Национальные части в составе русской армии существовали задолго до этого. Можно назвать Ставропольское калмыцкое войско (с 1739 г.), Башкиро-мещерякское войско (с 1798 г.), калмыцкие Астраханские полки (с 1811 г.), Ногайские полки (с 1811 г.), Туркменский конный дивизион (с 1885 г.), Осетинский конный дивизион (с 1887 г.) и т. д. Дворяне из кавказских мусульман нередко были офицерами и даже генералами русской армии. В еще большей мере это относилось к кавказским христианам – грузинам, армянам, осетинам. О генералах из поляков и остзейских немцев излишне даже упоминать.

Почти все народы тогдашней России сыграли активную роль в заселении окраин империи. Значит, и эти люди не отделяли себя от империи, а империя не отделяла себя от них. Интересно, что в начале века в число самых активных строителей империи входили поляки. История русского железнодорожного строительства, история освоения Сибири начиная со во второй половины ХГХ в. пестрит польскими именами – и это отнюдь не одни лишь потомки ссыльных.

Раз уж упомянуты польские имена (отношение поляков к России знаменито особой пристрастностью), процитирую польского эмигрантского публициста Юзефа Мацкевича. Он характеризует старую Россию времен своей юности как либеральное государство, поясняя: «Демократия – это еще не свобода, это пока только равенство. Свобода – это либерализм… Нельзя сказать, чтобы царская Россия была государством, основанным на общественной несправедливости. Справедливости можно было добиться иногда скорее, чем в какой-нибудь сегодняшней демократии»[135].

Трудно реконструировать то, как обычный человек воспринимал «пафос империи», но это чувство, совершенно неведомое жителям малых стран, бесспорно, составляло часть его самоощущения. Он твердо знал: его страна безмерно велика и могущественна, «привольна» и «раздольна», все прочие страны мира меньше России, что вызывает их зависть, однако врагам никогда ее не одолеть.
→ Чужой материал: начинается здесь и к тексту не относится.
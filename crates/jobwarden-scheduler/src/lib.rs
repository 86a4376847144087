//! # jobwarden scheduler
//!
//! Durable multi-worker job runner on top of SQLite.
//!
//! Jobs live in a shared database file, so any number of scheduler processes
//! can drain the same queue. Jobs that share a serialization key never run
//! concurrently, across the whole fleet.
//!
//! ## Architecture
//! ```text
//! Scheduler (one loop task per instance)
//!   ├── ChangeChannel: job_events rows → waiting estimate
//!   ├── JobStore: select_next → claim → release / revert
//!   └── WorkerPool: N slots, one tokio task per running job
//!         └── HandlerRegistry: job name → async handler
//! ```

pub mod engine;
pub mod handlers;
pub mod notify;
pub mod persistence;
pub mod pool;
pub mod registry;

pub use engine::{Scheduler, SchedulerHandle, StopCallback, TickOutcome};
pub use handlers::register_builtins;
pub use notify::SqliteChangeChannel;
pub use persistence::{JOBS_CHANNEL, SqliteJobStore};
pub use pool::{CancelReport, Completion, SubmitOutcome, WorkerPool};
pub use registry::{Handler, HandlerFuture, HandlerRegistry};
Большинство наших предков до 1914 г. ощущали Россию как страну, где положено жить по Божьим законам. В программу ее жизни (если так можно выразиться) не входила жестокость. Это воистину основополагающий пункт в нашем перечислении. Россия имела иные, нежели сегодня, стандарты нравственности. Ворота жестокости приотворила революция 1905 г.
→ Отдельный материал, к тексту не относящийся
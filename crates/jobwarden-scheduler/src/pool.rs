//! Worker Pool: bounded set of execution slots for job handlers.
//!
//! Handlers run as tokio tasks. Completions travel back over an internal
//! channel and are drained by the scheduler loop; workers never touch the
//! store or loop-owned state.

use std::collections::{HashMap, HashSet};
use std::panic::AssertUnwindSafe;
use std::sync::Arc;
use std::time::Instant;

use futures::FutureExt;
use tokio::sync::{Notify, mpsc};
use tokio::task::JoinHandle;

use jobwarden_core::types::{Job, JobId};

use crate::registry::HandlerRegistry;

/// Outcome of one handler run, reported back to the scheduler loop.
#[derive(Debug, Clone, PartialEq, Eq)]
pub struct Completion {
    pub job_id: JobId,
    /// Rendered failure; `None` on success.
    pub error: Option<String>,
}

/// What happened to a submitted job.
#[derive(Debug, Clone, Copy, PartialEq, Eq)]
pub enum SubmitOutcome {
    /// Handler spawned on a slot.
    Spawned,
    /// No handler registered; a failed completion was queued without using a slot.
    NoHandler,
}

/// A job occupying a slot.
struct RunningJob {
    name: String,
    started: Instant,
    handle: JoinHandle<()>,
}

/// Jobs torn down by `cancel_all`.
#[derive(Debug, Default)]
pub struct CancelReport {
    /// Finished before the cancel landed.
    pub finished: Vec<Completion>,
    /// Aborted mid-flight.
    pub cancelled: Vec<JobId>,
}

/// Fixed-size pool of concurrent handler slots.
pub struct WorkerPool {
    size: usize,
    registry: Arc<HandlerRegistry>,
    running: HashMap<JobId, RunningJob>,
    /// Failed without a handler; reported but not drained yet.
    unhandled: HashSet<JobId>,
    completion_tx: mpsc::UnboundedSender<Completion>,
    completion_rx: mpsc::UnboundedReceiver<Completion>,
    wake: Arc<Notify>,
}

impl WorkerPool {
    pub fn new(size: usize, registry: Arc<HandlerRegistry>) -> Self {
        let (completion_tx, completion_rx) = mpsc::unbounded_channel();
        Self {
            size: size.max(1),
            registry,
            running: HashMap::new(),
            unhandled: HashSet::new(),
            completion_tx,
            completion_rx,
            wake: Arc::new(Notify::new()),
        }
    }

    pub fn size(&self) -> usize {
        self.size
    }

    /// Jobs currently occupying a slot.
    pub fn running(&self) -> usize {
        self.running.len()
    }

    pub fn free_slots(&self) -> usize {
        self.size.saturating_sub(self.running.len())
    }

    /// No job is running and no completion is waiting to be drained.
    pub fn is_idle(&self) -> bool {
        self.running.is_empty() && self.unhandled.is_empty()
    }

    /// Signalled whenever a completion is queued.
    pub fn wake_handle(&self) -> Arc<Notify> {
        Arc::clone(&self.wake)
    }

    /// Run the handler registered for `job.name` on a free slot.
    pub fn submit(&mut self, job: &Job) -> SubmitOutcome {
        let Some(handler) = self.registry.get(&job.name) else {
            tracing::warn!("⚠️ No handler registered for job {} '{}'", job.id, job.name);
            self.unhandled.insert(job.id);
            self.report(Completion {
                job_id: job.id,
                error: Some(format!("no handler registered for job name '{}'", job.name)),
            });
            return SubmitOutcome::NoHandler;
        };

        let job_id = job.id;
        let payload = job.payload.clone();
        let tx = self.completion_tx.clone();
        let wake = Arc::clone(&self.wake);

        let handle = tokio::spawn(async move {
            // The call itself may panic, so it happens inside the guarded future
            let outcome = AssertUnwindSafe(async move { handler(payload).await })
                .catch_unwind()
                .await;
            let error = match outcome {
                Ok(Ok(())) => None,
                Ok(Err(e)) => Some(render_error(&e)),
                Err(panic) => Some(render_panic(panic.as_ref())),
            };
            let _ = tx.send(Completion { job_id, error });
            wake.notify_one();
        });

        tracing::debug!(
            "🚀 Job {} '{}' started ({}/{} slots)",
            job.id,
            job.name,
            self.running.len() + 1,
            self.size
        );
        self.running.insert(
            job_id,
            RunningJob {
                name: job.name.clone(),
                started: Instant::now(),
                handle,
            },
        );
        SubmitOutcome::Spawned
    }

    /// Take every queued completion and free the matching slots.
    pub fn drain_completions(&mut self) -> Vec<Completion> {
        let mut done = Vec::new();
        while let Ok(completion) = self.completion_rx.try_recv() {
            self.unhandled.remove(&completion.job_id);
            if let Some(job) = self.running.remove(&completion.job_id) {
                tracing::debug!(
                    "🏁 Job {} '{}' finished in {:?}",
                    completion.job_id,
                    job.name,
                    job.started.elapsed()
                );
            }
            done.push(completion);
        }
        done
    }

    /// Abort every running handler and wait for the aborts to land.
    ///
    /// Cancellation is best-effort: a handler that already finished is
    /// reported in `finished` instead of `cancelled`.
    pub async fn cancel_all(&mut self) -> CancelReport {
        let running: Vec<(JobId, RunningJob)> = self.running.drain().collect();
        self.unhandled.clear();
        for (_, job) in &running {
            job.handle.abort();
        }
        let mut ids = Vec::with_capacity(running.len());
        for (id, job) in running {
            // JoinError::Cancelled is the expected outcome here
            let _ = job.handle.await;
            ids.push(id);
        }

        let mut report = CancelReport::default();
        while let Ok(completion) = self.completion_rx.try_recv() {
            report.finished.push(completion);
        }
        report.cancelled = ids
            .into_iter()
            .filter(|id| !report.finished.iter().any(|c| c.job_id == *id))
            .collect();
        report
    }

    fn report(&self, completion: Completion) {
        let _ = self.completion_tx.send(completion);
        self.wake.notify_one();
    }
}

/// Message, cause chain, and backtrace when one was captured.
fn render_error(e: &anyhow::Error) -> String {
    format!("{e:?}")
}

fn render_panic(panic: &(dyn std::any::Any + Send)) -> String {
    let msg = panic
        .downcast_ref::<&str>()
        .map(|s| s.to_string())
        .or_else(|| panic.downcast_ref::<String>().cloned())
        .unwrap_or_else(|| "non-string panic payload".to_string());
    format!("panicked: {msg}")
}

#[cfg(test)]
mod tests {
    use super::*;
    use chrono::Utc;
    use std::time::Duration;

    fn make_job(id: JobId, name: &str, payload: serde_json::Value) -> Job {
        Job {
            id,
            name: name.into(),
            payload,
            priority: 0,
            serialization_key_id: None,
            created_at: Utc::now(),
            started_at: Some(Utc::now()),
            completed_at: None,
            error_message: None,
        }
    }

    fn registry() -> Arc<HandlerRegistry> {
        let mut registry = HandlerRegistry::new();
        registry.register("ok", |_| async { Ok(()) }).unwrap();
        registry
            .register("fail", |payload| async move {
                anyhow::bail!("synthetic failure: {payload}")
            })
            .unwrap();
        registry
            .register("panic", |_| async { panic!("handler blew up") })
            .unwrap();
        registry
            .register("hang", |_| async {
                futures::future::pending::<()>().await;
                Ok(())
            })
            .unwrap();
        Arc::new(registry)
    }

    async fn wait_for(pool: &mut WorkerPool, n: usize) -> Vec<Completion> {
        let wake = pool.wake_handle();
        let mut done = Vec::new();
        tokio::time::timeout(Duration::from_secs(5), async {
            while done.len() < n {
                done.extend(pool.drain_completions());
                if done.len() < n {
                    wake.notified().await;
                }
            }
        })
        .await
        .expect("completions did not arrive");
        done
    }

    #[tokio::test]
    async fn test_success_and_failure() {
        let mut pool = WorkerPool::new(2, registry());
        assert_eq!(pool.submit(&make_job(1, "ok", serde_json::json!(null))), SubmitOutcome::Spawned);
        assert_eq!(
            pool.submit(&make_job(2, "fail", serde_json::json!({"x": 1}))),
            SubmitOutcome::Spawned
        );
        assert_eq!(pool.free_slots(), 0);

        let mut done = wait_for(&mut pool, 2).await;
        done.sort_by_key(|c| c.job_id);
        assert_eq!(done[0], Completion { job_id: 1, error: None });
        let err = done[1].error.as_deref().unwrap();
        assert!(err.contains("synthetic failure"));
        assert!(err.contains("\"x\":1"));
        assert!(pool.is_idle());
    }

    #[tokio::test]
    async fn test_panic_is_contained() {
        let mut pool = WorkerPool::new(1, registry());
        pool.submit(&make_job(7, "panic", serde_json::json!(null)));
        let done = wait_for(&mut pool, 1).await;
        assert_eq!(done[0].job_id, 7);
        assert_eq!(done[0].error.as_deref(), Some("panicked: handler blew up"));
        assert_eq!(pool.free_slots(), 1);
    }

    #[tokio::test]
    async fn test_unknown_handler_does_not_take_slot() {
        let mut pool = WorkerPool::new(1, registry());
        assert_eq!(
            pool.submit(&make_job(3, "nobody", serde_json::json!(null))),
            SubmitOutcome::NoHandler
        );
        assert_eq!(pool.free_slots(), 1);
        // the queued failure still counts as outstanding work
        assert!(!pool.is_idle());
        let done = pool.drain_completions();
        assert_eq!(done.len(), 1);
        assert!(done[0].error.as_deref().unwrap().contains("no handler"));
        assert!(pool.is_idle());
    }

    #[tokio::test]
    async fn test_cancel_all_aborts_running() {
        let mut pool = WorkerPool::new(2, registry());
        pool.submit(&make_job(4, "hang", serde_json::json!(null)));
        assert_eq!(pool.running(), 1);

        let report = pool.cancel_all().await;
        assert_eq!(report.cancelled, vec![4]);
        assert!(report.finished.is_empty());
        assert!(pool.is_idle());
    }

    #[tokio::test]
    async fn test_cancel_all_reports_unhandled_as_finished() {
        let mut pool = WorkerPool::new(1, registry());
        pool.submit(&make_job(5, "nobody", serde_json::json!(null)));
        pool.submit(&make_job(6, "hang", serde_json::json!(null)));

        let report = pool.cancel_all().await;
        assert_eq!(report.cancelled, vec![6]);
        assert_eq!(report.finished.len(), 1);
        assert_eq!(report.finished[0].job_id, 5);
        assert!(pool.is_idle());
    }
}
Еще в XIX в. смертоубийство, даже присутствуя в реальной жизни, оставалось чем-то очень страшным и неприемлемым в понятиях простого народа. В старинных судебниках присутствует очень выразительное, вызывавшее ужас понятие «душегубство». Не то чтобы в XIX в. царили буколические нравы – была бытовая преступность, был разбой и конечно же убийства. Вопрос в том, много ли их было, насколько легко преступник мог отважиться на подобное преступление. Если мы вспомним каторжан из «Записок из мертвого дома» Достоевского, ответ кажется очевидным: легко. Но есть одно сомнение.
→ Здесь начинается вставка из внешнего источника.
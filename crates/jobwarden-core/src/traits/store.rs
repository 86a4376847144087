//! Job store trait: the transactional access pattern the scheduler needs.

use async_trait::async_trait;
use chrono::{DateTime, Utc};

use crate::error::Result;
use crate::types::{Job, JobCounts, JobId, JobState, KeyId, NewJob, SerializationKey};

/// Durable store of jobs and serialization keys.
///
/// Every operation that touches both a job and its key (`claim`, `release`,
/// `revert`, `submit`) must commit both writes in one transaction.
#[async_trait]
pub trait JobStore: Send + Sync {
    /// Number of jobs with `started_at` unset.
    async fn count_waiting(&self) -> Result<i64>;

    /// Highest-priority, oldest waiting job whose key (if any) is free.
    async fn select_next(&self) -> Result<Option<(Job, Option<SerializationKey>)>>;

    /// Mark the job started and take its key.
    ///
    /// Preconditions are re-checked inside the transaction; returns `false`
    /// without writing anything if the job was already started or its key is
    /// held by another job.
    async fn claim(&self, job: &Job) -> Result<bool>;

    /// Mark the job completed with an optional error and free its key.
    ///
    /// Returns `false` (and writes nothing) if the job is not currently
    /// running, so duplicate completions are harmless.
    async fn release(&self, job_id: JobId, error_message: Option<&str>) -> Result<bool>;

    /// Return a claimed job to the waiting state and free its key.
    async fn revert(&self, job_id: JobId) -> Result<()>;

    /// Insert a job, creating its serialization key on first use.
    async fn submit(&self, job: NewJob) -> Result<JobId>;

    async fn find_job(&self, id: JobId) -> Result<Option<Job>>;

    async fn find_key(&self, id: KeyId) -> Result<Option<SerializationKey>>;

    async fn find_key_by_name(&self, key: &str) -> Result<Option<SerializationKey>>;

    /// Jobs in `state` (or all), newest first.
    async fn list_jobs(&self, state: Option<JobState>, limit: usize) -> Result<Vec<Job>>;

    async fn counts(&self) -> Result<JobCounts>;

    /// Delete completed jobs and change events older than `before`.
    /// Returns the number of jobs removed.
    async fn purge(&self, before: DateTime<Utc>) -> Result<usize>;
}
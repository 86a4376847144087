//! Scheduler Engine: the control loop that claims, runs and reaps jobs.
//!
//! One loop task owns all scheduler state. Each tick it folds change-channel
//! events into the waiting estimate, releases finished jobs, claims new work
//! up to the pool's free slots, then checks the stop condition. Between ticks
//! it sleeps, waking early on a stop request or a worker completion.

use std::collections::HashSet;
use std::sync::{Arc, Mutex};

use tokio::sync::watch;

use jobwarden_core::config::SchedulerConfig;
use jobwarden_core::error::Result;
use jobwarden_core::traits::{ChangeChannel, JobStore};
use jobwarden_core::types::{
    JobEventStatus, JobId, SchedulerState, SchedulerStatus, StopMode,
};

use crate::pool::{Completion, SubmitOutcome, WorkerPool};
use crate::registry::HandlerRegistry;

/// Runs once the scheduler has stopped.
pub type StopCallback = Box<dyn FnOnce() + Send + 'static>;

/// What the loop should do after a tick.
#[derive(Debug, Clone, Copy, PartialEq, Eq)]
pub enum TickOutcome {
    /// Keep going.
    Continue,
    /// Stop condition met; exit cleanly.
    Drained,
    /// `now` was requested; cancel in-flight work.
    Cancel,
}

/// State shared between the loop and its handles.
struct Shared {
    stop_tx: watch::Sender<StopMode>,
    status_tx: watch::Sender<SchedulerStatus>,
    /// `None` once the scheduler has stopped.
    callbacks: Mutex<Option<Vec<StopCallback>>>,
}

/// Cloneable control surface for a running scheduler.
#[derive(Clone)]
pub struct SchedulerHandle {
    shared: Arc<Shared>,
}

impl SchedulerHandle {
    /// Request a shutdown. Modes only ever escalate; returns the effective mode.
    ///
    /// The callback runs once the loop has fully stopped, or right away if it
    /// already has.
    pub fn stop(&self, mode: StopMode, callback: Option<StopCallback>) -> StopMode {
        self.shared.stop_tx.send_if_modified(|current| {
            let next = current.escalate(mode);
            let changed = next != *current;
            *current = next;
            changed
        });
        let effective = *self.shared.stop_tx.borrow();
        tracing::info!("🛑 Stop requested: {} (effective: {})", mode, effective);

        if let Some(callback) = callback {
            let run_now = match self.shared.callbacks.lock() {
                Ok(mut guard) => match guard.as_mut() {
                    Some(pending) => {
                        pending.push(callback);
                        None
                    }
                    None => Some(callback),
                },
                Err(_) => Some(callback),
            };
            if let Some(callback) = run_now {
                callback();
            }
        }
        effective
    }

    /// Current stop mode.
    pub fn mode(&self) -> StopMode {
        *self.shared.stop_tx.borrow()
    }

    /// Best-effort snapshot; re-read the store when certainty matters.
    pub fn status(&self) -> SchedulerStatus {
        *self.shared.status_tx.borrow()
    }

    pub fn is_stopped(&self) -> bool {
        self.status().state == SchedulerState::Stopped
    }
}

/// The scheduler loop.
pub struct Scheduler {
    store: Arc<dyn JobStore>,
    channel: Box<dyn ChangeChannel>,
    pool: WorkerPool,
    config: SchedulerConfig,
    shared: Arc<Shared>,
    stop_rx: watch::Receiver<StopMode>,
    /// In-memory estimate of jobs with `started_at` unset.
    waiting: i64,
    /// Claims made here whose `started` event has not arrived yet.
    self_claimed: HashSet<JobId>,
    /// Finished jobs whose release failed; they stay claimed in the store.
    unreleased: Vec<JobId>,
    listening: bool,
}

impl Scheduler {
    /// Create a scheduler and its control handle.
    pub fn new(
        store: Arc<dyn JobStore>,
        channel: Box<dyn ChangeChannel>,
        registry: HandlerRegistry,
        config: SchedulerConfig,
    ) -> (Self, SchedulerHandle) {
        let (stop_tx, stop_rx) = watch::channel(StopMode::Never);
        let (status_tx, _) = watch::channel(SchedulerStatus::default());
        let shared = Arc::new(Shared {
            stop_tx,
            status_tx,
            callbacks: Mutex::new(Some(Vec::new())),
        });
        let pool = WorkerPool::new(config.pool_size, Arc::new(registry));
        let scheduler = Self {
            store,
            channel,
            pool,
            config,
            shared: Arc::clone(&shared),
            stop_rx,
            waiting: 0,
            self_claimed: HashSet::new(),
            unreleased: Vec::new(),
            listening: false,
        };
        (scheduler, SchedulerHandle { shared })
    }

    fn mode(&self) -> StopMode {
        *self.stop_rx.borrow()
    }

    /// Run until stopped. Store and channel failures end the loop with an error.
    pub async fn start(mut self) -> Result<()> {
        tracing::info!(
            "⏰ Scheduler started (pool {}, tick every {}ms)",
            self.pool.size(),
            self.config.tick_interval_ms
        );
        let wake = self.pool.wake_handle();
        let interval = self.config.tick_interval();

        let result = loop {
            match self.tick().await {
                Ok(TickOutcome::Continue) => {}
                Ok(TickOutcome::Drained) => {
                    tracing::info!("🏁 Stop condition met ({})", self.mode());
                    break self.reap().await;
                }
                Ok(TickOutcome::Cancel) => {
                    self.cancel_running().await;
                    break Ok(());
                }
                Err(e) => {
                    tracing::error!("💥 Scheduler stopping: {}", e);
                    // store is unreliable; abort handlers and leave their rows as they are
                    let report = self.pool.cancel_all().await;
                    let mut stranded = std::mem::take(&mut self.unreleased);
                    stranded.extend(report.finished.iter().map(|c| c.job_id));
                    stranded.extend(report.cancelled);
                    if !stranded.is_empty() {
                        tracing::warn!(
                            "⚠️ {} job(s) left claimed after failure: {:?}",
                            stranded.len(),
                            stranded
                        );
                    }
                    break Err(e);
                }
            }

            tokio::select! {
                _ = tokio::time::sleep(interval) => {}
                _ = self.stop_rx.changed() => {}
                _ = wake.notified() => {}
            }
        };

        self.shutdown(result).await
    }

    /// One pass of the loop. Public so embedders can drive it step by step.
    pub async fn tick(&mut self) -> Result<TickOutcome> {
        let mode = self.mode();
        if mode == StopMode::Now {
            return Ok(TickOutcome::Cancel);
        }
        if !self.listening {
            self.subscribe().await?;
        }

        self.apply_events().await?;
        self.reap().await?;
        if mode.accepts_new_work() {
            self.start_jobs().await?;
        }
        let outcome = self.check_stop(mode).await?;
        self.publish_status(mode);
        Ok(outcome)
    }

    /// Subscribe, then take the initial count.
    ///
    /// A job inserted between the two is counted twice; the resync in
    /// `start_jobs` and `check_stop` corrects it.
    async fn subscribe(&mut self) -> Result<()> {
        self.channel.listen(&self.config.channel).await?;
        self.waiting = self.store.count_waiting().await?;
        self.listening = true;
        tracing::info!("👂 Listening on '{}' ({} waiting)", self.config.channel, self.waiting);
        Ok(())
    }

    async fn apply_events(&mut self) -> Result<()> {
        for event in self.channel.poll().await? {
            match event.status {
                JobEventStatus::Created => self.waiting += 1,
                JobEventStatus::Started => {
                    // our own claims were already counted down
                    if !self.self_claimed.remove(&event.job_id) {
                        self.waiting = (self.waiting - 1).max(0);
                    }
                }
                JobEventStatus::Completed => {
                    tracing::trace!("Job {} completed", event.job_id);
                }
            }
        }
        Ok(())
    }

    async fn reap(&mut self) -> Result<()> {
        let completions = self.pool.drain_completions();
        for (i, completion) in completions.iter().enumerate() {
            if let Err(e) = self.release(completion).await {
                self.unreleased = completions[i..].iter().map(|c| c.job_id).collect();
                tracing::error!(
                    "❌ Release failed; job(s) {:?} stay claimed: {}",
                    self.unreleased,
                    e
                );
                return Err(e);
            }
            // the claim's `started` event was polled before this reap
            self.self_claimed.remove(&completion.job_id);
        }
        Ok(())
    }

    async fn release(&self, completion: &Completion) -> Result<()> {
        match &completion.error {
            None => tracing::info!("✅ Job {} succeeded", completion.job_id),
            Some(e) => tracing::warn!(
                "❌ Job {} failed: {}",
                completion.job_id,
                e.lines().next().unwrap_or_default()
            ),
        }
        let released = self
            .store
            .release(completion.job_id, completion.error.as_deref())
            .await?;
        if !released {
            tracing::warn!(
                "⚠️ Job {} was not running; duplicate completion ignored",
                completion.job_id
            );
        }
        Ok(())
    }

    async fn start_jobs(&mut self) -> Result<()> {
        let mut lost_claims = 0;
        while self.pool.free_slots() > 0 {
            let Some((job, key)) = self.store.select_next().await? else {
                // nothing eligible: resync the estimate from the store
                self.waiting = self.store.count_waiting().await?;
                break;
            };

            if !self.store.claim(&job).await? {
                tracing::debug!("🔒 Job {} claimed elsewhere", job.id);
                lost_claims += 1;
                if lost_claims >= self.pool.size() {
                    break;
                }
                continue;
            }

            self.self_claimed.insert(job.id);
            self.waiting = (self.waiting - 1).max(0);
            match &key {
                Some(key) => tracing::info!(
                    "▶️ Claimed job {} '{}' (priority {}, key '{}')",
                    job.id,
                    job.name,
                    job.priority,
                    key.key
                ),
                None => tracing::info!(
                    "▶️ Claimed job {} '{}' (priority {})",
                    job.id,
                    job.name,
                    job.priority
                ),
            }
            if self.pool.submit(&job) == SubmitOutcome::NoHandler {
                tracing::debug!("Job {} queued for failure release", job.id);
            }
        }
        Ok(())
    }

    async fn check_stop(&mut self, mode: StopMode) -> Result<TickOutcome> {
        let outcome = match mode {
            StopMode::Never => TickOutcome::Continue,
            StopMode::WhenCurrentDone if self.pool.is_idle() => TickOutcome::Drained,
            StopMode::WhenAllDone if self.pool.is_idle() && self.waiting == 0 => {
                // never stop on a stale estimate
                self.waiting = self.store.count_waiting().await?;
                if self.waiting == 0 {
                    TickOutcome::Drained
                } else {
                    TickOutcome::Continue
                }
            }
            StopMode::Now => TickOutcome::Cancel,
            _ => TickOutcome::Continue,
        };
        Ok(outcome)
    }

    /// Abort in-flight handlers and return their jobs to the queue.
    async fn cancel_running(&mut self) {
        tracing::info!("🛑 Cancelling {} running job(s)", self.pool.running());
        let report = self.pool.cancel_all().await;

        for completion in &report.finished {
            if let Err(e) = self.release(completion).await {
                tracing::error!("❌ Failed to release job {}: {}", completion.job_id, e);
            }
        }
        for job_id in report.cancelled {
            match self.store.revert(job_id).await {
                Ok(()) => tracing::info!("↩️ Job {} returned to the queue", job_id),
                // left claimed until an operator intervenes
                Err(e) => tracing::error!(
                    "❌ Failed to revert job {}; it stays claimed: {}",
                    job_id,
                    e
                ),
            }
        }
    }

    fn publish_status(&self, mode: StopMode) {
        self.shared.status_tx.send_replace(SchedulerStatus {
            waiting: self.waiting,
            running: self.pool.running(),
            mode,
            state: SchedulerState::from_mode(mode),
        });
    }

    /// Close the subscription, drop the store, run stop callbacks.
    async fn shutdown(mut self, result: Result<()>) -> Result<()> {
        if let Err(e) = self.channel.close().await {
            tracing::warn!("⚠️ Failed to close change channel: {}", e);
        }
        let mode = self.mode();
        self.shared.status_tx.send_replace(SchedulerStatus {
            waiting: self.waiting,
            running: self.pool.running(),
            mode,
            state: SchedulerState::Stopped,
        });

        let Scheduler {
            store,
            channel,
            shared,
            ..
        } = self;
        drop(channel);
        drop(store);

        let callbacks = match shared.callbacks.lock() {
            Ok(mut guard) => guard.take().unwrap_or_default(),
            Err(poisoned) => poisoned.into_inner().take().unwrap_or_default(),
        };
        for callback in callbacks {
            callback();
        }
        tracing::info!("⏹️ Scheduler stopped ({})", mode);
        result
    }
}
Я слышал (в 1971 г. в Иркутске), как старый профессор-геолог Николай Александрович Флоренсов рассказывал, со слов своего отца, про поездки бедных людей «на золоте». В начале 1890-х гг. его отец, тогда юноша, дважды ездил «на золоте» из Иркутска через пол-Сибири: один раз в Челябинск, другой – в Тюмень (дальше в Европейскую Россию в обоих случаях можно было ехать по железной дороге). О чем речь? В Иркутске была лаборатория, куда свозили золотой песок с сибирских приисков, и там это золото превращали в слитки. Зимой годовую продукцию лаборатории на санях, обозом, везли до железной дороги. И малоимущие ехали на ящиках с золотом, это был для них бесплатный попутный транспорт! Ехали, конечно, экспедитор и сопровождающие казаки – кажется, двое. Сейчас даже трудно себе сегодня такое представить. И это при тех суровых нравах на сибирских дорогах, о которых повествует другой наш классик, Короленко! Видимо, они были суровы до известного предела. Присутствие безоружных пассажиров защищало надежнее вооруженной охраны. Большая шайка без труда перебила бы всех, но, видимо, даже для отпетых разбойников (вроде каторжан «мертвого дома») существовали какие-то табу, они не отваживались пролить столько невинной крови.